If you're like me, you get annoyed at slight itchiness from pillows. If you were to take a microscopic look at your pillow you'd see bunches of tiny flora and fauna milling around. Same goes for your mattress, stuffed furniture, carpets, blankets. Those micro flora and fauna enjoy the warmth, decayed skin, and sweat of your head and body - laying there for hours on a hot night. Indeed, they feed on it and some of them squirm around to get in to crevices in your epidermus. hence: slight itching or worse.

What can be done to lessen that? Well, you can wash pillowcases, sheets and blankets, that helps. You can use tight-weave pillowcases (silk?) which might help screen out all but the tiniest intruders. However, you can't wash pillows, mattresses and stuffed furniture - other than a surface job once in awhile. Lysol spray would be a big help, but you can't get it in Thailand - at least not up here in Chiang Rai.

Actually, in the States there are places that steam clean mattresses, but I doubt anything like that exists in Thailand.

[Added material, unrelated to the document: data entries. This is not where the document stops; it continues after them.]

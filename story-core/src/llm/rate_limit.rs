//! Minimum spacing between model calls, enforced with governor's GCRA.

use governor::clock::{Clock, DefaultClock};
use governor::state::{InMemoryState, NotKeyed};
use governor::{Quota, RateLimiter};
use std::fmt;
use std::time::Duration;
use tracing::debug;

type DirectRateLimiter = RateLimiter<NotKeyed, InMemoryState, DefaultClock>;

/// Enforces a minimum interval between consecutive calls.
///
/// Backed by a burst-of-one quota: the first call proceeds immediately and
/// each later call is admitted one interval after the previous one. A zero
/// interval disables limiting.
pub struct MinIntervalLimiter {
    interval: Duration,
    limiter: Option<DirectRateLimiter>,
}

impl MinIntervalLimiter {
    pub fn new(interval: Duration) -> Self {
        let limiter = Quota::with_period(interval).map(RateLimiter::direct);
        Self { interval, limiter }
    }

    pub fn interval(&self) -> Duration {
        self.interval
    }

    /// Wait until a call is allowed, then mark it as made.
    pub async fn acquire(&self) {
        let Some(limiter) = &self.limiter else {
            return;
        };
        if let Err(not_until) = limiter.check() {
            let wait = not_until.wait_time_from(DefaultClock::default().now());
            debug!(wait_ms = wait.as_millis() as u64, "Rate limit wait");
            limiter.until_ready().await;
        }
    }
}

impl fmt::Debug for MinIntervalLimiter {
    fn fmt(&self, f: &mut fmt::Formatter<'_>) -> fmt::Result {
        f.debug_struct("MinIntervalLimiter")
            .field("interval", &self.interval)
            .finish_non_exhaustive()
    }
}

Here's what I do: I buy some large plastic trash bags and a couple packets of moth balls - called 'luk men' in Thai (smelly little balls) ....ok, settle down with the chuckles. I put pillows and whatever can't be laudered in the bags with the moth balls and cinch it shut for a couple of days. When done, I shake the pillows outdoors to get as much of the smell out as possible.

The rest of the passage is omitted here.